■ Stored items
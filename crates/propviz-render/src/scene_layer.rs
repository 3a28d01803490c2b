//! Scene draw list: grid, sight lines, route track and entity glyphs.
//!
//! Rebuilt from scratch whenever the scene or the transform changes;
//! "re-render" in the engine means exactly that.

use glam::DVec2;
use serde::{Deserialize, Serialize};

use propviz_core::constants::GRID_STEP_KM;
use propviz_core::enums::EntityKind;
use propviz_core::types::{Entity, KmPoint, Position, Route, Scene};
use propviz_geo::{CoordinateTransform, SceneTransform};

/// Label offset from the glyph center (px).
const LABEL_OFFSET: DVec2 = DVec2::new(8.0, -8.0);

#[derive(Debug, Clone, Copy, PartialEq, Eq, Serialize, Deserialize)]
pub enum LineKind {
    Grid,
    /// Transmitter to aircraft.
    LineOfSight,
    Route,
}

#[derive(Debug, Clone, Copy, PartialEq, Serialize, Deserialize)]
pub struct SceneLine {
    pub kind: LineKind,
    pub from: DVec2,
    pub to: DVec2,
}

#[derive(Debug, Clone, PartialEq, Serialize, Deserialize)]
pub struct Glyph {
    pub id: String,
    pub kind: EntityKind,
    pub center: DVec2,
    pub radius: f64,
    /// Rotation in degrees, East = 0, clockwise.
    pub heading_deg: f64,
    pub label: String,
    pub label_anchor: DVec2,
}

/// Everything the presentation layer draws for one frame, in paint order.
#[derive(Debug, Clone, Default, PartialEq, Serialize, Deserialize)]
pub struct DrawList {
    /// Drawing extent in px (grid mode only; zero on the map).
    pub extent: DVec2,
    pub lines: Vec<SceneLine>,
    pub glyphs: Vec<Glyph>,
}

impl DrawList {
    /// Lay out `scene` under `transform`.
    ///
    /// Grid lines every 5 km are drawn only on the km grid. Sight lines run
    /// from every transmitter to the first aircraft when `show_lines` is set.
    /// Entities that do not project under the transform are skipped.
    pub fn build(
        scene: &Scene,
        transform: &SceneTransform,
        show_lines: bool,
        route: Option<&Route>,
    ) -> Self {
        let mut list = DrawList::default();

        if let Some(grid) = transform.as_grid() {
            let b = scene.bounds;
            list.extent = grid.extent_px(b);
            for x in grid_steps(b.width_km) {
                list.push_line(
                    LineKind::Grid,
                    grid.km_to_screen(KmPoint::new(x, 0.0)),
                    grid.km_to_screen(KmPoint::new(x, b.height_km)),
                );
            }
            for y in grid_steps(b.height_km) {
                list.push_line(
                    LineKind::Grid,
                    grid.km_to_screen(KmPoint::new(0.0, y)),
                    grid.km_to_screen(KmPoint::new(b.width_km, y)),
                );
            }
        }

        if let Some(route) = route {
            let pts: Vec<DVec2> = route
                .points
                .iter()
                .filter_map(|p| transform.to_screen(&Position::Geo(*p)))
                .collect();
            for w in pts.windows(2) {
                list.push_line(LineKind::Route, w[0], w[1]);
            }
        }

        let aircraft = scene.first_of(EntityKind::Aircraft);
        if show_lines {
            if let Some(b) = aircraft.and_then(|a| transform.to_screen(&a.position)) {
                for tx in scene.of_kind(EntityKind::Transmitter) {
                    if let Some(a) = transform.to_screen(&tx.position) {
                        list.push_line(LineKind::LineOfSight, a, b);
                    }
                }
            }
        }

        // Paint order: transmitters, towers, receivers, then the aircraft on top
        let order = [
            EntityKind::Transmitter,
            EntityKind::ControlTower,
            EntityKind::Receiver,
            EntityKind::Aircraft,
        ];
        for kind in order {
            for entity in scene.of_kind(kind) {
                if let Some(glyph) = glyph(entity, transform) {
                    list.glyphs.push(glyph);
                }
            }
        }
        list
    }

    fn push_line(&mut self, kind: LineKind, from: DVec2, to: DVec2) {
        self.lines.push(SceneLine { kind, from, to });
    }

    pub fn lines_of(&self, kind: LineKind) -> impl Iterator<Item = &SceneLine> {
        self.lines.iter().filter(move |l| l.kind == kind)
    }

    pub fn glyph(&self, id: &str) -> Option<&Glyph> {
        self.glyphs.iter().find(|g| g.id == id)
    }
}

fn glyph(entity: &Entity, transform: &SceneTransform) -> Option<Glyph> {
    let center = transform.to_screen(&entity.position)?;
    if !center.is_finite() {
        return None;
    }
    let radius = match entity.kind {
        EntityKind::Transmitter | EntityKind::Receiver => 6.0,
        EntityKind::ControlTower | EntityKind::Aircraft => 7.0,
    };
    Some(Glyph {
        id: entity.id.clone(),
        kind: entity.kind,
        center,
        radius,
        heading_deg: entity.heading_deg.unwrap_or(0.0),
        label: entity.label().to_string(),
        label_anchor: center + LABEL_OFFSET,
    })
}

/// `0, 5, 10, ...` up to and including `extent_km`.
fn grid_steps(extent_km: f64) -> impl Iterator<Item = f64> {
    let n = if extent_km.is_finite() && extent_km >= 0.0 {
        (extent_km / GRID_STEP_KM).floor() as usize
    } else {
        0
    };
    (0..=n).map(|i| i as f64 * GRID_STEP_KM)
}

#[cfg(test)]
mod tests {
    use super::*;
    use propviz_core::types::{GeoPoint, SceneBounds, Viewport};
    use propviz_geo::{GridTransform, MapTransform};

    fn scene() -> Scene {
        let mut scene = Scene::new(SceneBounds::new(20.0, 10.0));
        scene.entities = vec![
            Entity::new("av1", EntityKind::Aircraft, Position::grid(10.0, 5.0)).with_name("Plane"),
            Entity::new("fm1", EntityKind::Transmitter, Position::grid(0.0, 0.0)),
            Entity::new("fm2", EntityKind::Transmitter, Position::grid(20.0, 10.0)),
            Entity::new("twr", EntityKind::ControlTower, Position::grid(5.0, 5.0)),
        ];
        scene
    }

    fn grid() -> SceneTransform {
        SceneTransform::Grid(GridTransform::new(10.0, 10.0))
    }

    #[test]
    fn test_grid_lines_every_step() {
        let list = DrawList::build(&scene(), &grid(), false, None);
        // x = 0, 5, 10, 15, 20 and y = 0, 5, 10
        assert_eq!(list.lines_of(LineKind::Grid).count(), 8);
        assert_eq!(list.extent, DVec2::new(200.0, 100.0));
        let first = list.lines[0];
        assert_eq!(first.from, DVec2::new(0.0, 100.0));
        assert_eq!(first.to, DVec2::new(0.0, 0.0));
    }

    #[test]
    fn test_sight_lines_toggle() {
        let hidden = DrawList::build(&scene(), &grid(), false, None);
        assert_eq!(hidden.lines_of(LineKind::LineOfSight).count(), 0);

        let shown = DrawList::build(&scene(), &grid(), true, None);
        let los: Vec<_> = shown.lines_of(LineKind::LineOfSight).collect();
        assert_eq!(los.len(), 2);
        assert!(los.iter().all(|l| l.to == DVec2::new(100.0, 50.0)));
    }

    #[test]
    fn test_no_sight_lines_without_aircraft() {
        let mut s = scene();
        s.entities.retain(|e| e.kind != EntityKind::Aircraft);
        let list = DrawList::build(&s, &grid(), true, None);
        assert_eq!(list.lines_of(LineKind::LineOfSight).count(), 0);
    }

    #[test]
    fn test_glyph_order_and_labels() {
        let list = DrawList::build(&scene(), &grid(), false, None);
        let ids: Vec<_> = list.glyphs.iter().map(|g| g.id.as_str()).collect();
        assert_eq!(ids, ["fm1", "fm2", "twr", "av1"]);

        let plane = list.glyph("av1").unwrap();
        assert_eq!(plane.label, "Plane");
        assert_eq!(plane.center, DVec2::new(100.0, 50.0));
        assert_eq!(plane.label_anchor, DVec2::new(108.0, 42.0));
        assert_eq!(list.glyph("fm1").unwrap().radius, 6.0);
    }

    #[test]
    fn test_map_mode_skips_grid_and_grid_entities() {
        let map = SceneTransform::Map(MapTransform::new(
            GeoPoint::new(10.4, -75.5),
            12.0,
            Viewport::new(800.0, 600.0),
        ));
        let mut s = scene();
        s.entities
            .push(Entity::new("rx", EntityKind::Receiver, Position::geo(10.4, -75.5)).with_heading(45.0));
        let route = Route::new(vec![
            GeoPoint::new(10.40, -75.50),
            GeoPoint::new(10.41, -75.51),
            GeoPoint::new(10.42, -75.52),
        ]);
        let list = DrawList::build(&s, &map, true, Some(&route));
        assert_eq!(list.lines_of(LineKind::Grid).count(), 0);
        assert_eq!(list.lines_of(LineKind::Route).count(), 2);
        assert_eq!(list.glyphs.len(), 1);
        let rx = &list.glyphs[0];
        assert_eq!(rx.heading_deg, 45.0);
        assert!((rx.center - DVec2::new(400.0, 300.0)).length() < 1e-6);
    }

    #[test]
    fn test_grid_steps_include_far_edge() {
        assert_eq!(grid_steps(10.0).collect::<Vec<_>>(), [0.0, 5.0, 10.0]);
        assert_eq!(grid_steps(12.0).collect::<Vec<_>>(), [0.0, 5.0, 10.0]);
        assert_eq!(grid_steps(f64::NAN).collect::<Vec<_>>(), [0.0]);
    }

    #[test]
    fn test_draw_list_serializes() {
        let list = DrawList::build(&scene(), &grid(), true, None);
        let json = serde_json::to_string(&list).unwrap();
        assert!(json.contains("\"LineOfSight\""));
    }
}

■ Task to complete
Return, word for word, the lines of the data above from the line with "use super::*;" through the line with "fn grid() ->", inclusive.

■ Response box
    use super::*;
    use propviz_core::types::{GeoPoint, SceneBounds, Viewport};
    use propviz_geo::{GridTransform, MapTransform};

    fn scene() -> Scene {
        let mut scene = Scene::new(SceneBounds::new(20.0, 10.0));
        scene.entities = vec![
            Entity::new("av1", EntityKind::Aircraft, Position::grid(10.0, 5.0)).with_name("Plane"),
            Entity::new("fm1", EntityKind::Transmitter, Position::grid(0.0, 0.0)),
            Entity::new("fm2", EntityKind::Transmitter, Position::grid(20.0, 10.0)),
            Entity::new("twr", EntityKind::ControlTower, Position::grid(5.0, 5.0)),
        ];
        scene
    }

    fn grid() -> SceneTransform {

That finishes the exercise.